//! Cake configuration model shared by the wizard, the 3D layer and the card.
//!
//! The wizard owns one `CakeConfig`. The manipulation layer never writes to it
//! directly; it reports `DecorationPatch`es which the owner merges by id.

use crate::color::Rgb;
use crate::constants::{clamp_scale, DEFAULT_CAKE_COLOR, LAYERS_MAX, LAYERS_MIN};
use glam::Vec3;
use serde::{Deserialize, Serialize};
use std::fmt;

#[derive(Clone, Copy, Debug, Default, PartialEq, Eq, Hash, Serialize, Deserialize)]
#[serde(rename_all = "UPPERCASE")]
pub enum ShapeKind {
    #[default]
    Round,
    Square,
    Heart,
    Custom,
}

impl ShapeKind {
    pub const ALL: [ShapeKind; 4] = [
        ShapeKind::Round,
        ShapeKind::Square,
        ShapeKind::Heart,
        ShapeKind::Custom,
    ];

    pub fn next(self) -> ShapeKind {
        match self {
            ShapeKind::Round => ShapeKind::Square,
            ShapeKind::Square => ShapeKind::Heart,
            ShapeKind::Heart => ShapeKind::Custom,
            ShapeKind::Custom => ShapeKind::Round,
        }
    }

    pub fn label(self) -> &'static str {
        match self {
            ShapeKind::Round => "Round",
            ShapeKind::Square => "Square",
            ShapeKind::Heart => "Heart",
            ShapeKind::Custom => "Custom",
        }
    }
}

/// Static decorations sit still; dynamic ones animate (spin, flicker, glow).
#[derive(Clone, Copy, Debug, Default, PartialEq, Eq, Hash, Serialize, Deserialize)]
#[serde(rename_all = "lowercase")]
pub enum DecorationKind {
    #[default]
    Static,
    Dynamic,
}

#[derive(Clone, Debug, PartialEq, Eq, Hash, PartialOrd, Ord, Serialize, Deserialize)]
#[serde(transparent)]
pub struct DecorationId(pub String);

impl DecorationId {
    pub fn new(id: impl Into<String>) -> Self {
        Self(id.into())
    }

    /// Random id of the form `deco-xxxxxxxx`.
    pub fn random() -> Self {
        Self(format!("deco-{:08x}", rand::random::<u32>()))
    }

    pub fn as_str(&self) -> &str {
        &self.0
    }
}

impl fmt::Display for DecorationId {
    fn fmt(&self, f: &mut fmt::Formatter<'_>) -> fmt::Result {
        f.write_str(&self.0)
    }
}

#[derive(Clone, Debug, PartialEq, Serialize, Deserialize)]
pub struct Decoration {
    pub id: DecorationId,
    pub model: String,
    #[serde(rename = "type")]
    pub kind: DecorationKind,
    pub position: [f32; 3],
    #[serde(default, skip_serializing_if = "Option::is_none")]
    pub rotation: Option<[f32; 3]>,
    pub scale: f32,
    pub color: String,
}

impl Decoration {
    pub fn new(
        id: DecorationId,
        model: impl Into<String>,
        kind: DecorationKind,
        position: Vec3,
        color: impl Into<String>,
    ) -> Self {
        Self {
            id,
            model: model.into(),
            kind,
            position: position.to_array(),
            rotation: None,
            scale: 1.0,
            color: color.into(),
        }
    }

    pub fn position_vec(&self) -> Vec3 {
        Vec3::from_array(self.position)
    }

    pub fn rotation_vec(&self) -> Vec3 {
        self.rotation.map(Vec3::from_array).unwrap_or(Vec3::ZERO)
    }

    pub fn rgb(&self) -> Rgb {
        Rgb::parse_or_default(&self.color)
    }

    /// Apply a partial update. Scale is re-clamped on the way in.
    pub fn apply(&mut self, patch: &DecorationPatch) {
        if let Some(p) = patch.position {
            self.position = p.to_array();
        }
        if let Some(s) = patch.scale {
            self.scale = clamp_scale(s);
        }
    }
}

/// The changed subset of a decoration's fields, as reported by the manipulation layer.
#[derive(Clone, Copy, Debug, Default, PartialEq)]
pub struct DecorationPatch {
    pub position: Option<Vec3>,
    pub scale: Option<f32>,
}

impl DecorationPatch {
    pub fn position(p: Vec3) -> Self {
        Self {
            position: Some(p),
            scale: None,
        }
    }

    pub fn scale(s: f32) -> Self {
        Self {
            position: None,
            scale: Some(s),
        }
    }

    pub fn is_empty(&self) -> bool {
        self.position.is_none() && self.scale.is_none()
    }
}

#[derive(Clone, Debug, Default, PartialEq, Serialize, Deserialize)]
#[serde(rename_all = "camelCase")]
pub struct CakeConfig {
    /// Generated image as a data URI; empty until generation succeeds.
    #[serde(default)]
    pub image_url: String,
    /// User upload kept around for the final view.
    #[serde(default, skip_serializing_if = "Option::is_none")]
    pub original_image: Option<String>,
    #[serde(default)]
    pub prompt: String,
    #[serde(default)]
    pub message: String,

    #[serde(default, skip_serializing_if = "Option::is_none")]
    pub layers: Option<u32>,
    #[serde(default, skip_serializing_if = "Option::is_none")]
    pub shape: Option<ShapeKind>,
    #[serde(default, skip_serializing_if = "Option::is_none")]
    pub color: Option<String>,
    #[serde(default, skip_serializing_if = "Option::is_none")]
    pub decorations: Option<Vec<Decoration>>,
    #[serde(default, skip_serializing_if = "Option::is_none")]
    pub custom_path: Option<Vec<[f32; 2]>>,
}

impl CakeConfig {
    pub fn has_image(&self) -> bool {
        !self.image_url.is_empty()
    }

    pub fn layer_count(&self) -> u32 {
        self.layers.unwrap_or(LAYERS_MIN).clamp(LAYERS_MIN, LAYERS_MAX)
    }

    pub fn shape_kind(&self) -> ShapeKind {
        self.shape.unwrap_or_default()
    }

    pub fn base_color(&self) -> Rgb {
        Rgb::parse_or_default(self.color.as_deref().unwrap_or(DEFAULT_CAKE_COLOR))
    }

    pub fn decoration_list(&self) -> &[Decoration] {
        self.decorations.as_deref().unwrap_or(&[])
    }

    pub fn decoration(&self, id: &DecorationId) -> Option<&Decoration> {
        self.decoration_list().iter().find(|d| &d.id == id)
    }

    /// Merge a patch into the decoration with `id`, keeping order and all
    /// other fields. Returns false when no decoration has that id.
    pub fn merge_decoration(&mut self, id: &DecorationId, patch: &DecorationPatch) -> bool {
        let Some(list) = self.decorations.as_mut() else {
            return false;
        };
        match list.iter_mut().find(|d| &d.id == id) {
            Some(d) => {
                d.apply(patch);
                true
            }
            None => false,
        }
    }
}
//! Reference-image preprocessing before upload: downscale, flatten onto
//! white, re-encode as JPEG.

use crate::data_uri::{base64_encode, format_data_uri, strip_data_prefix, DataUri};
use image::codecs::jpeg::JpegEncoder;
use image::imageops::FilterType;
use image::{RgbImage, RgbaImage};
use thiserror::Error;

#[derive(Debug, Error)]
pub enum ImagingError {
    #[error("not a base64 data URI")]
    NotDataUri,
    #[error("invalid base64 payload")]
    Base64,
    #[error("image: {0}")]
    Image(#[from] image::ImageError),
}

/// Size after fitting `(w, h)` inside a `max_edge` square, keeping aspect.
/// Images already within bounds are untouched.
pub fn fit_within(w: u32, h: u32, max_edge: u32) -> (u32, u32) {
    if w <= max_edge && h <= max_edge {
        return (w, h);
    }
    let (w, h, max) = (w as f64, h as f64, max_edge as f64);
    let (nw, nh) = if w > h { (max, max / w * h) } else { (max / h * w, max) };
    ((nw.floor() as u32).max(1), (nh.floor() as u32).max(1))
}

/// Composite over an opaque white background.
pub fn flatten_on_white(img: &RgbaImage) -> RgbImage {
    RgbImage::from_fn(img.width(), img.height(), |x, y| {
        let [r, g, b, a] = img.get_pixel(x, y).0;
        let a = a as u32;
        let mix = |c: u8| ((c as u32 * a + 255 * (255 - a) + 127) / 255) as u8;
        image::Rgb([mix(r), mix(g), mix(b)])
    })
}

/// Decode, downscale to `max_edge`, flatten and JPEG-encode. Returns the JPEG
/// bytes.
pub fn prepare_reference_bytes(bytes: &[u8], max_edge: u32, quality: u8) -> Result<Vec<u8>, ImagingError> {
    let decoded = image::load_from_memory(bytes)?;
    let (w, h) = fit_within(decoded.width(), decoded.height(), max_edge);
    let resized = if (w, h) == (decoded.width(), decoded.height()) {
        decoded
    } else {
        decoded.resize_exact(w, h, FilterType::Triangle)
    };
    let rgb = flatten_on_white(&resized.to_rgba8());

    let mut out = Vec::new();
    JpegEncoder::new_with_quality(&mut out, quality.clamp(1, 100)).encode_image(&rgb)?;
    Ok(out)
}

/// Same as [`prepare_reference_bytes`] but from and to a data URI.
pub fn prepare_reference(data_uri: &str, max_edge: u32, quality: u8) -> Result<String, ImagingError> {
    let uri = DataUri::parse(data_uri).ok_or(ImagingError::NotDataUri)?;
    let bytes = uri.decode().ok_or(ImagingError::Base64)?;
    let jpeg = prepare_reference_bytes(&bytes, max_edge, quality)?;
    Ok(format_data_uri("image/jpeg", &base64_encode(&jpeg)))
}

/// Bare base64 JPEG payload for the API. Preprocessing failures fall back to
/// the original payload.
pub fn reference_payload(data_uri: &str, max_edge: u32, quality: u8) -> String {
    match prepare_reference(data_uri, max_edge, quality) {
        Ok(prepared) => strip_data_prefix(&prepared).to_owned(),
        Err(e) => {
            log::warn!("[gen] image processing failed, using original: {e}");
            strip_data_prefix(data_uri).to_owned()
        }
    }
}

• _How to complete this task_
What lines in the entries above include the string "CakeConfig"? Return each one.

• _Result of the exercise_
//! The wizard owns one `CakeConfig`. The manipulation layer never writes to it
pub struct CakeConfig {
impl CakeConfig {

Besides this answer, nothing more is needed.